EXERCISE INSTRUCTIONS
The response should hold each line from the entries below where "Convert" is found.
**** MATERIAL SHOWN ****
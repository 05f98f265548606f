// Copyright (c) 2025 Fabstir
// SPDX-License-Identifier: BUSL-1.1
//! Image preprocessing for the detector

use image::{imageops::FilterType, DynamicImage, GenericImageView, Rgb, RgbImage};
use ndarray::Array4;

/// Padding color used by YOLO letterboxing
pub const LETTERBOX_FILL: Rgb<u8> = Rgb([114, 114, 114]);

/// How an image was placed into the square detector canvas
#[derive(Debug, Clone, Copy, PartialEq)]
pub struct LetterboxInfo {
    /// Scale factor applied to the original image
    pub scale: f32,
    /// Horizontal padding before the image
    pub pad_x: u32,
    /// Vertical padding before the image
    pub pad_y: u32,
    pub original_width: u32,
    pub original_height: u32,
}

impl LetterboxInfo {
    /// Map a canvas point back into original image coordinates, clipped to
    /// the image bounds
    pub fn map_to_original(&self, x: f32, y: f32) -> (f32, f32) {
        if self.scale <= 0.0 {
            return (0.0, 0.0);
        }
        let ox = (x - self.pad_x as f32) / self.scale;
        let oy = (y - self.pad_y as f32) / self.scale;
        (
            ox.clamp(0.0, self.original_width as f32),
            oy.clamp(0.0, self.original_height as f32),
        )
    }
}

/// Resize keeping aspect ratio and center it on a gray `size x size` canvas
pub fn letterbox(image: &DynamicImage, size: u32) -> (RgbImage, LetterboxInfo) {
    let (orig_w, orig_h) = image.dimensions();
    let mut canvas = RgbImage::from_pixel(size, size, LETTERBOX_FILL);

    if orig_w == 0 || orig_h == 0 {
        let info = LetterboxInfo {
            scale: 0.0,
            pad_x: 0,
            pad_y: 0,
            original_width: orig_w,
            original_height: orig_h,
        };
        return (canvas, info);
    }

    let scale = (size as f32 / orig_w as f32).min(size as f32 / orig_h as f32);
    let new_w = ((orig_w as f32 * scale).round() as u32).clamp(1, size);
    let new_h = ((orig_h as f32 * scale).round() as u32).clamp(1, size);

    let resized = image::imageops::resize(&image.to_rgb8(), new_w, new_h, FilterType::Triangle);

    let pad_x = (size - new_w) / 2;
    let pad_y = (size - new_h) / 2;
    image::imageops::replace(&mut canvas, &resized, pad_x as i64, pad_y as i64);

    let info = LetterboxInfo {
        scale,
        pad_x,
        pad_y,
        original_width: orig_w,
        original_height: orig_h,
    };
    (canvas, info)
}

/// Letterbox and pack as NCHW tensor `[1, 3, size, size]` with values in [0, 1]
pub fn preprocess_for_detection(image: &DynamicImage, size: u32) -> (Array4<f32>, LetterboxInfo) {
    let (canvas, info) = letterbox(image, size);
    let s = size as usize;
    let mut tensor = Array4::zeros((1, 3, s, s));

    for (x, y, pixel) in canvas.enumerate_pixels() {
        for c in 0..3 {
            tensor[[0, c, y as usize, x as usize]] = pixel[c] as f32 / 255.0;
        }
    }

    (tensor, info)
}
// Copyright (c) 2025 Fabstir
// SPDX-License-Identifier: BUSL-1.1
//! Class-name tables for the detector

use std::collections::BTreeMap;
use std::path::Path;

use anyhow::{Context, Result};
use regex::Regex;

/// Parse the `names` metadata entry written by YOLO ONNX exports
///
/// The value is a dict literal such as `{0: 'cat', 1: "dog"}`.
/// Gaps in the index sequence are filled with `class_<n>`.
pub fn parse_names_metadata(raw: &str) -> Result<Vec<String>> {
    let pattern = Regex::new(r#"(\d+)\s*:\s*['"]([^'"]*)['"]"#)
        .context("Failed to compile names pattern")?;

    let mut names = BTreeMap::new();
    for caps in pattern.captures_iter(raw) {
        let index: usize = caps[1]
            .parse()
            .with_context(|| format!("Invalid class index '{}'", &caps[1]))?;
        names.insert(index, caps[2].to_string());
    }

    let Some(&max_index) = names.keys().next_back() else {
        anyhow::bail!("No class names found in model metadata");
    };

    Ok((0..=max_index)
        .map(|i| {
            names
                .remove(&i)
                .unwrap_or_else(|| format!("class_{}", i))
        })
        .collect())
}

/// Load class names from a text file, one name per line
///
/// Blank lines are skipped and surrounding whitespace trimmed.
pub fn load_labels_file(path: &Path) -> Result<Vec<String>> {
    let content = std::fs::read_to_string(path)
        .with_context(|| format!("Failed to read labels file {}", path.display()))?;

    let labels: Vec<String> = content
        .lines()
        .map(str::trim)
        .filter(|line| !line.is_empty())
        .map(String::from)
        .collect();

    if labels.is_empty() {
        anyhow::bail!("Labels file {} is empty", path.display());
    }

    Ok(labels)
}
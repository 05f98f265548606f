// Copyright (c) 2025 Fabstir
// SPDX-License-Identifier: BUSL-1.1
//! Tensor conversion for the enhancement generator
//!
//! The generator works on NHWC tensors with values in [-1, 1]:
//! `v / 127.5 - 1.0` on the way in, `(v + 1) / 2 * 255` on the way out.

use image::{imageops::FilterType, DynamicImage, Rgb, RgbImage};
use ndarray::Array4;

/// Square input resolution of the enhancement generator
pub const ENHANCER_INPUT_SIZE: u32 = 256;

/// Number of color channels fed to the generator
pub const ENHANCER_CHANNELS: usize = 3;

/// Expected tensor shape `[batch, height, width, channels]`
pub const ENHANCER_INPUT_SHAPE: [usize; 4] = [
    1,
    ENHANCER_INPUT_SIZE as usize,
    ENHANCER_INPUT_SIZE as usize,
    ENHANCER_CHANNELS,
];

/// Preprocess an image for the enhancement generator
///
/// Steps:
/// 1. Convert to RGB
/// 2. Resize to 256x256, ignoring aspect ratio
/// 3. Scale pixels from [0, 255] to [-1, 1]
/// 4. Pack as NHWC tensor `[1, 256, 256, 3]`
pub fn preprocess_for_enhancement(image: &DynamicImage) -> Array4<f32> {
    let rgb = image.to_rgb8();
    let resized = image::imageops::resize(
        &rgb,
        ENHANCER_INPUT_SIZE,
        ENHANCER_INPUT_SIZE,
        FilterType::CatmullRom,
    );

    let size = ENHANCER_INPUT_SIZE as usize;
    let mut tensor = Array4::zeros((1, size, size, ENHANCER_CHANNELS));

    for (x, y, pixel) in resized.enumerate_pixels() {
        for c in 0..ENHANCER_CHANNELS {
            tensor[[0, y as usize, x as usize, c]] = normalize(pixel[c]);
        }
    }

    tensor
}

/// Convert generator output back into an 8-bit RGB image
///
/// Takes the first batch element, maps [-1, 1] back to [0, 255], clips and
/// truncates. The image takes the spatial size of the tensor.
pub fn postprocess_enhanced(output: &Array4<f32>) -> RgbImage {
    let (_, height, width, channels) = output.dim();

    RgbImage::from_fn(width as u32, height as u32, |x, y| {
        let mut pixel = [0u8; 3];
        for (c, value) in pixel.iter_mut().enumerate().take(channels) {
            *value = denormalize(output[[0, y as usize, x as usize, c]]);
        }
        Rgb(pixel)
    })
}

/// `[0, 255] -> [-1, 1]`
#[inline]
pub fn normalize(value: u8) -> f32 {
    value as f32 / 127.5 - 1.0
}

/// `[-1, 1] -> [0, 255]`, clipped and truncated
#[inline]
pub fn denormalize(value: f32) -> u8 {
    let scaled = (value + 1.0) / 2.0 * 255.0;
    if scaled.is_nan() {
        return 0;
    }
    scaled.clamp(0.0, 255.0) as u8
}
****
YOUR SOLUTION
/// 1. Convert to RGB
/// Convert generator output back into an 8-bit RGB image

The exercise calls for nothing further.